What you should do: Having read the entries, repeat all of them exactly.
===============
//! Core of a terminal emulator: UTF-8 codec (C1), styled line buffer (C2),
//! PTY bridge (C3), two-screen grid model (C4), escape/ANSI state machine
//! (C5), scroll view (C6), and the façade tying them together (C7).
//!
//! This crate has no GUI, clipboard, or window-management surface; those
//! concerns belong to a platform shell built on top of [`facade::Terminal`].

pub mod codec;
pub mod config;
pub mod facade;
pub mod pty;
pub mod terminal;
pub mod view;

pub use config::TerminalConfig;
pub use facade::{Key, Terminal, TerminalEvent};

/// Installs a `tracing` subscriber reading `TERMCORE_LOG` (falling back to
/// `info`), matching the teacher's `tracing_subscriber::fmt()` setup. Not
/// called automatically: a library has no business installing a global
/// subscriber behind its consumer's back.
pub fn init_logging() {
    tracing_subscriber::fmt()
        .with_env_filter(tracing_subscriber::EnvFilter::try_from_default_env().unwrap_or_else(|_| "termcore=info".into()))
        .init();
}
//! Boundary between the scheduling core and a vendor CAN peripheral.
//!
//! Everything register-level (bit timing, filter banks, NVIC numbers) lives
//! behind this trait so the core can run against a simulated controller.
use crate::protocol::transport::can_frame::CanFrame;

/// The two interrupt sources the core needs to mask.
#[derive(Clone, Copy, Debug, PartialEq, Eq, Hash)]
#[cfg_attr(feature = "defmt", derive(defmt::Format))]
pub enum IrqSource {
    /// A transmit mailbox finished and became free again.
    TxMailboxFree,
    /// A received frame is pending in the controller FIFO.
    RxFramePending,
}

/// Synchronous, non-blocking access to a CAN controller with a few transmit
/// mailboxes and an interrupt-fed receive FIFO.
///
/// Implementations deliver their interrupts into the core by calling
/// `on_frame_received` / `on_mailbox_free` on the owning driver (directly or
/// through a [`BusRegistry`](crate::driver::registry::BusRegistry)).
pub trait BusAdapter {
    type Error: core::fmt::Debug;

    /// Start the controller: bit timing, receive notifications and an
    /// accept-all extended-identifier filter. Interrupt sources stay masked.
    fn open(&mut self) -> Result<(), Self::Error>;

    /// `true` while at least one transmit mailbox can take a frame.
    fn mailboxes_free(&self) -> bool;

    /// Hand a frame to a free mailbox. `false` means the hardware refused it;
    /// callers never retry on their own.
    fn write_mailbox(&mut self, frame: &CanFrame) -> bool;

    /// Disable one interrupt source.
    fn mask_interrupt(&mut self, source: IrqSource);

    /// Re-enable one interrupt source.
    fn unmask_interrupt(&mut self, source: IrqSource);
}

/// Run `f` with `source` masked, so the matching interrupt handler cannot
/// preempt the sequence.
pub fn with_masked<A, R>(bus: &mut A, source: IrqSource, f: impl FnOnce(&mut A) -> R) -> R
where
    A: BusAdapter + ?Sized,
{
    bus.mask_interrupt(source);
    let result = f(bus);
    bus.unmask_interrupt(source);
    result
}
===============
Result of the exercise:
//! Core of a terminal emulator: UTF-8 codec (C1), styled line buffer (C2),
//! PTY bridge (C3), two-screen grid model (C4), escape/ANSI state machine
//! (C5), scroll view (C6), and the façade tying them together (C7).
//!
//! This crate has no GUI, clipboard, or window-management surface; those
//! concerns belong to a platform shell built on top of [`facade::Terminal`].

pub mod codec;
pub mod config;
pub mod facade;
pub mod pty;
pub mod terminal;
pub mod view;

pub use config::TerminalConfig;
pub use facade::{Key, Terminal, TerminalEvent};

/// Installs a `tracing` subscriber reading `TERMCORE_LOG` (falling back to
/// `info`), matching the teacher's `tracing_subscriber::fmt()` setup. Not
/// called automatically: a library has no business installing a global
/// subscriber behind its consumer's back.
pub fn init_logging() {
    tracing_subscriber::fmt()
        .with_env_filter(tracing_subscriber::EnvFilter::try_from_default_env().unwrap_or_else(|_| "termcore=info".into()))
        .init();
}
//! Boundary between the scheduling core and a vendor CAN peripheral.
//!
//! Everything register-level (bit timing, filter banks, NVIC numbers) lives
//! behind this trait so the core can run against a simulated controller.
use crate::protocol::transport::can_frame::CanFrame;

/// The two interrupt sources the core needs to mask.
#[derive(Clone, Copy, Debug, PartialEq, Eq, Hash)]
#[cfg_attr(feature = "defmt", derive(defmt::Format))]
pub enum IrqSource {
    /// A transmit mailbox finished and became free again.
    TxMailboxFree,
    /// A received frame is pending in the controller FIFO.
    RxFramePending,
}

/// Synchronous, non-blocking access to a CAN controller with a few transmit
/// mailboxes and an interrupt-fed receive FIFO.
///
/// Implementations deliver their interrupts into the core by calling
/// `on_frame_received` / `on_mailbox_free` on the owning driver (directly or
/// through a [`BusRegistry`](crate::driver::registry::BusRegistry)).
pub trait BusAdapter {
    type Error: core::fmt::Debug;

    /// Start the controller: bit timing, receive notifications and an
    /// accept-all extended-identifier filter. Interrupt sources stay masked.
    fn open(&mut self) -> Result<(), Self::Error>;

    /// `true` while at least one transmit mailbox can take a frame.
    fn mailboxes_free(&self) -> bool;

    /// Hand a frame to a free mailbox. `false` means the hardware refused it;
    /// callers never retry on their own.
    fn write_mailbox(&mut self, frame: &CanFrame) -> bool;

    /// Disable one interrupt source.
    fn mask_interrupt(&mut self, source: IrqSource);

    /// Re-enable one interrupt source.
    fn unmask_interrupt(&mut self, source: IrqSource);
}

/// Run `f` with `source` masked, so the matching interrupt handler cannot
/// preempt the sequence.
pub fn with_masked<A, R>(bus: &mut A, source: IrqSource, f: impl FnOnce(&mut A) -> R) -> R
where
    A: BusAdapter + ?Sized,
{
    bus.mask_interrupt(source);
    let result = f(bus);
    bus.unmask_interrupt(source);
    result
}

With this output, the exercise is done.